*What you should do*.
Each line below must be printed exactly as it stands.

──────── The data ────────

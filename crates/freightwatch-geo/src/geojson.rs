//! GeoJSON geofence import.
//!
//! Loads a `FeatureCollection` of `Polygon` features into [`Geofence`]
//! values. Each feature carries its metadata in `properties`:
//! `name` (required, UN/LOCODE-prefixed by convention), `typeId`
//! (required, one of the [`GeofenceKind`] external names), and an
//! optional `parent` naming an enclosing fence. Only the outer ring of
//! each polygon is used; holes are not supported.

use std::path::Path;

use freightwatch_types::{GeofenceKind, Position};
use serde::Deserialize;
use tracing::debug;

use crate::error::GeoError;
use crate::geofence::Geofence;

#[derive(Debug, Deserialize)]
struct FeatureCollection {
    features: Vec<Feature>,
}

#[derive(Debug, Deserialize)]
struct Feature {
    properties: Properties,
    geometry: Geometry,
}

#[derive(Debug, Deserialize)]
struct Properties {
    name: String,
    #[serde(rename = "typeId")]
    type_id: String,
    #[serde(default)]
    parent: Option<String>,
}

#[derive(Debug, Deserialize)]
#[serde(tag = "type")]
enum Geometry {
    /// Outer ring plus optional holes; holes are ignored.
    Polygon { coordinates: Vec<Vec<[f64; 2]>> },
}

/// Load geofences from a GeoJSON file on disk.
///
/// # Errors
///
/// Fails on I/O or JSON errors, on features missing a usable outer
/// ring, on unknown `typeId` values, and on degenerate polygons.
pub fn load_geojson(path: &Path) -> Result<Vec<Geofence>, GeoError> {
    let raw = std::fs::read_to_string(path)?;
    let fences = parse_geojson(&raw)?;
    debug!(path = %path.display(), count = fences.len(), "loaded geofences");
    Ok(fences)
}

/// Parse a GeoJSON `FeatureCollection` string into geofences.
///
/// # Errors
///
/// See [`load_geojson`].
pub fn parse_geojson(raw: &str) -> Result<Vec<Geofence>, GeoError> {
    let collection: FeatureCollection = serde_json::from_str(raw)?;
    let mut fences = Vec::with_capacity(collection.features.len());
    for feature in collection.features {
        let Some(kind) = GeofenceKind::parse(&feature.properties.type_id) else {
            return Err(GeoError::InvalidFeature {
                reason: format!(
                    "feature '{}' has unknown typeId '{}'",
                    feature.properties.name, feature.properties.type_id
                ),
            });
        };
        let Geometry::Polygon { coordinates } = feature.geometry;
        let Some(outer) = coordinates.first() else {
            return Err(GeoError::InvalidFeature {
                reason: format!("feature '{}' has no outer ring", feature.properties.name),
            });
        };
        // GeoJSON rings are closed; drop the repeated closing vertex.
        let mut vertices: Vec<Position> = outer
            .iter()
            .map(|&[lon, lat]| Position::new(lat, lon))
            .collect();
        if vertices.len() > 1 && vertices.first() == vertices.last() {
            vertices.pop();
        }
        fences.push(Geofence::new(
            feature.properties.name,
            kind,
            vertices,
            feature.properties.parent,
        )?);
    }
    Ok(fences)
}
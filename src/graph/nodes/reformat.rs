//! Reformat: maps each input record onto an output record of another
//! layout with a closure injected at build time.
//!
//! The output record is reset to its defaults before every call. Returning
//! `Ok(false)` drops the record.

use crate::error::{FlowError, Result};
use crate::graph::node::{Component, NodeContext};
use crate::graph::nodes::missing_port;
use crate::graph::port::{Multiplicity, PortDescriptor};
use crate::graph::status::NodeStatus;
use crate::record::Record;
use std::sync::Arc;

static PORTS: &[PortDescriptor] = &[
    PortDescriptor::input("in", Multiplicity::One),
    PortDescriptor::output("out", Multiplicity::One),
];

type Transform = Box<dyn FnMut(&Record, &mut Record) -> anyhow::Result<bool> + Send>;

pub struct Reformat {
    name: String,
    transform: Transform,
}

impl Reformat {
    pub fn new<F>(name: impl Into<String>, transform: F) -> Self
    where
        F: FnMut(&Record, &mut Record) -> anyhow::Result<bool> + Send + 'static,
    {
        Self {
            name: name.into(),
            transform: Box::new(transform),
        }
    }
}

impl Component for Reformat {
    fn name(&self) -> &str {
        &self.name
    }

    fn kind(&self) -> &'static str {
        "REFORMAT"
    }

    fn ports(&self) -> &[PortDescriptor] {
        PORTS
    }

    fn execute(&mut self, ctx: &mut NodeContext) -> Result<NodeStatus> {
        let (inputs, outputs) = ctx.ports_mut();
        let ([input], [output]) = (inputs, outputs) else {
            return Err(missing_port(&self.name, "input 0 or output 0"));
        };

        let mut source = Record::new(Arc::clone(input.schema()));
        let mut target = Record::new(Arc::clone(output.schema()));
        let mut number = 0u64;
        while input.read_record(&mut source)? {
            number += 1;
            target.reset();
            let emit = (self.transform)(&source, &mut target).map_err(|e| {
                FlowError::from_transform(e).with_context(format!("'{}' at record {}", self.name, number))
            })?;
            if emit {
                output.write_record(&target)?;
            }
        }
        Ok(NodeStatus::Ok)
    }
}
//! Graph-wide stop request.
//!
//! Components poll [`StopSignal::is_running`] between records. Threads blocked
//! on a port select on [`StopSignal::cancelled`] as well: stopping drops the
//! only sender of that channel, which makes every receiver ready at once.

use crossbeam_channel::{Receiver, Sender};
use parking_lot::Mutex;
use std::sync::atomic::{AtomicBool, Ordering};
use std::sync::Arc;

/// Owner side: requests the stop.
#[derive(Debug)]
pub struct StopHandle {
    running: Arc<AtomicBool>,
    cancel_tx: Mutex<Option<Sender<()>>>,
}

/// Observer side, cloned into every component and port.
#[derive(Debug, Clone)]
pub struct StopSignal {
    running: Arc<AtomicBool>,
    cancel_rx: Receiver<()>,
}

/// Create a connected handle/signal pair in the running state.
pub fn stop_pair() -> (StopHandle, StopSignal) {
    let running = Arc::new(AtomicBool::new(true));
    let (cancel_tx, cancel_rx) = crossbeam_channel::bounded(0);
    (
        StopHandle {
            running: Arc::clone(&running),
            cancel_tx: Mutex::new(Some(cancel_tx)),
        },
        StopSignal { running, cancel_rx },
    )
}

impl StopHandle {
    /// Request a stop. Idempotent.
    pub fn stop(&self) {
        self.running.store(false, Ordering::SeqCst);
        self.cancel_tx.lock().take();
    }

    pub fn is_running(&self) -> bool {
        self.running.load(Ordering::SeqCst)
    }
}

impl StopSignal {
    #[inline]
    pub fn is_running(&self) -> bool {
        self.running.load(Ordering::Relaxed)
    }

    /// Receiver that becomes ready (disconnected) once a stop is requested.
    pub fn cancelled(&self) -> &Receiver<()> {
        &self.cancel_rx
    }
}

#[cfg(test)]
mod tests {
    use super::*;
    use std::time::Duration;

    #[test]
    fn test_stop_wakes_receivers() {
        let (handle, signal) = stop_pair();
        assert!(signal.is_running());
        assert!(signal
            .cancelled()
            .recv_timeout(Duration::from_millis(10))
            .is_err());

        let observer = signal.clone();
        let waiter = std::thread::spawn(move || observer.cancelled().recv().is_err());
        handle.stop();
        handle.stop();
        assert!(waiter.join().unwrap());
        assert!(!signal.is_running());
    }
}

────────

*Written reply*.
filename crates/freightwatch-geo/src/geojson.rs
//! GeoJSON geofence import.
//!
//! Loads a `FeatureCollection` of `Polygon` features into [`Geofence`]
//! values. Each feature carries its metadata in `properties`:
//! `name` (required, UN/LOCODE-prefixed by convention), `typeId`
//! (required, one of the [`GeofenceKind`] external names), and an
//! optional `parent` naming an enclosing fence. Only the outer ring of
//! each polygon is used; holes are not supported.

use std::path::Path;

use freightwatch_types::{GeofenceKind, Position};
use serde::Deserialize;
use tracing::debug;

use crate::error::GeoError;
use crate::geofence::Geofence;

#[derive(Debug, Deserialize)]
struct FeatureCollection {
    features: Vec<Feature>,
}

#[derive(Debug, Deserialize)]
struct Feature {
    properties: Properties,
    geometry: Geometry,
}

#[derive(Debug, Deserialize)]
struct Properties {
    name: String,
    #[serde(rename = "typeId")]
    type_id: String,
    #[serde(default)]
    parent: Option<String>,
}

#[derive(Debug, Deserialize)]
#[serde(tag = "type")]
enum Geometry {
    /// Outer ring plus optional holes; holes are ignored.
    Polygon { coordinates: Vec<Vec<[f64; 2]>> },
}

/// Load geofences from a GeoJSON file on disk.
///
/// # Errors
///
/// Fails on I/O or JSON errors, on features missing a usable outer
/// ring, on unknown `typeId` values, and on degenerate polygons.
pub fn load_geojson(path: &Path) -> Result<Vec<Geofence>, GeoError> {
    let raw = std::fs::read_to_string(path)?;
    let fences = parse_geojson(&raw)?;
    debug!(path = %path.display(), count = fences.len(), "loaded geofences");
    Ok(fences)
}

/// Parse a GeoJSON `FeatureCollection` string into geofences.
///
/// # Errors
///
/// See [`load_geojson`].
pub fn parse_geojson(raw: &str) -> Result<Vec<Geofence>, GeoError> {
    let collection: FeatureCollection = serde_json::from_str(raw)?;
    let mut fences = Vec::with_capacity(collection.features.len());
    for feature in collection.features {
        let Some(kind) = GeofenceKind::parse(&feature.properties.type_id) else {
            return Err(GeoError::InvalidFeature {
                reason: format!(
                    "feature '{}' has unknown typeId '{}'",
                    feature.properties.name, feature.properties.type_id
                ),
            });
        };
        let Geometry::Polygon { coordinates } = feature.geometry;
        let Some(outer) = coordinates.first() else {
            return Err(GeoError::InvalidFeature {
                reason: format!("feature '{}' has no outer ring", feature.properties.name),
            });
        };
        // GeoJSON rings are closed; drop the repeated closing vertex.
        let mut vertices: Vec<Position> = outer
            .iter()
            .map(|&[lon, lat]| Position::new(lat, lon))
            .collect();
        if vertices.len() > 1 && vertices.first() == vertices.last() {
            vertices.pop();
        }
        fences.push(Geofence::new(
            feature.properties.name,
            kind,
            vertices,
            feature.properties.parent,
        )?);
    }
    Ok(fences)
}
filename src/graph/nodes/reformat.rs
//! Reformat: maps each input record onto an output record of another
//! layout with a closure injected at build time.
//!
//! The output record is reset to its defaults before every call. Returning
//! `Ok(false)` drops the record.

use crate::error::{FlowError, Result};
use crate::graph::node::{Component, NodeContext};
use crate::graph::nodes::missing_port;
use crate::graph::port::{Multiplicity, PortDescriptor};
use crate::graph::status::NodeStatus;
use crate::record::Record;
use std::sync::Arc;

static PORTS: &[PortDescriptor] = &[
    PortDescriptor::input("in", Multiplicity::One),
    PortDescriptor::output("out", Multiplicity::One),
];

type Transform = Box<dyn FnMut(&Record, &mut Record) -> anyhow::Result<bool> + Send>;

pub struct Reformat {
    name: String,
    transform: Transform,
}

impl Reformat {
    pub fn new<F>(name: impl Into<String>, transform: F) -> Self
    where
        F: FnMut(&Record, &mut Record) -> anyhow::Result<bool> + Send + 'static,
    {
        Self {
            name: name.into(),
            transform: Box::new(transform),
        }
    }
}

impl Component for Reformat {
    fn name(&self) -> &str {
        &self.name
    }

    fn kind(&self) -> &'static str {
        "REFORMAT"
    }

    fn ports(&self) -> &[PortDescriptor] {
        PORTS
    }

    fn execute(&mut self, ctx: &mut NodeContext) -> Result<NodeStatus> {
        let (inputs, outputs) = ctx.ports_mut();
        let ([input], [output]) = (inputs, outputs) else {
            return Err(missing_port(&self.name, "input 0 or output 0"));
        };

        let mut source = Record::new(Arc::clone(input.schema()));
        let mut target = Record::new(Arc::clone(output.schema()));
        let mut number = 0u64;
        while input.read_record(&mut source)? {
            number += 1;
            target.reset();
            let emit = (self.transform)(&source, &mut target).map_err(|e| {
                FlowError::from_transform(e).with_context(format!("'{}' at record {}", self.name, number))
            })?;
            if emit {
                output.write_record(&target)?;
            }
        }
        Ok(NodeStatus::Ok)
    }
}
//! Graph-wide stop request.
//!
//! Components poll [`StopSignal::is_running`] between records. Threads blocked
//! on a port select on [`StopSignal::cancelled`] as well: stopping drops the
//! only sender of that channel, which makes every receiver ready at once.

use crossbeam_channel::{Receiver, Sender};
use parking_lot::Mutex;
use std::sync::atomic::{AtomicBool, Ordering};
use std::sync::Arc;

/// Owner side: requests the stop.
#[derive(Debug)]
pub struct StopHandle {
    running: Arc<AtomicBool>,
    cancel_tx: Mutex<Option<Sender<()>>>,
}

/// Observer side, cloned into every component and port.
#[derive(Debug, Clone)]
pub struct StopSignal {
    running: Arc<AtomicBool>,
    cancel_rx: Receiver<()>,
}

/// Create a connected handle/signal pair in the running state.
pub fn stop_pair() -> (StopHandle, StopSignal) {
    let running = Arc::new(AtomicBool::new(true));
    let (cancel_tx, cancel_rx) = crossbeam_channel::bounded(0);
    (
        StopHandle {
            running: Arc::clone(&running),
            cancel_tx: Mutex::new(Some(cancel_tx)),
        },
        StopSignal { running, cancel_rx },
    )
}

impl StopHandle {
    /// Request a stop. Idempotent.
    pub fn stop(&self) {
        self.running.store(false, Ordering::SeqCst);
        self.cancel_tx.lock().take();
    }

    pub fn is_running(&self) -> bool {
        self.running.load(Ordering::SeqCst)
    }
}

impl StopSignal {
    #[inline]
    pub fn is_running(&self) -> bool {
        self.running.load(Ordering::Relaxed)
    }

    /// Receiver that becomes ready (disconnected) once a stop is requested.
    pub fn cancelled(&self) -> &Receiver<()> {
        &self.cancel_rx
    }
}

#[cfg(test)]
mod tests {
    use super::*;
    use std::time::Duration;

    #[test]
    fn test_stop_wakes_receivers() {
        let (handle, signal) = stop_pair();
        assert!(signal.is_running());
        assert!(signal
            .cancelled()
            .recv_timeout(Duration::from_millis(10))
            .is_err());

        let observer = signal.clone();
        let waiter = std::thread::spawn(move || observer.cancelled().recv().is_err());
        handle.stop();
        handle.stop();
        assert!(waiter.join().unwrap());
        assert!(!signal.is_running());
    }
}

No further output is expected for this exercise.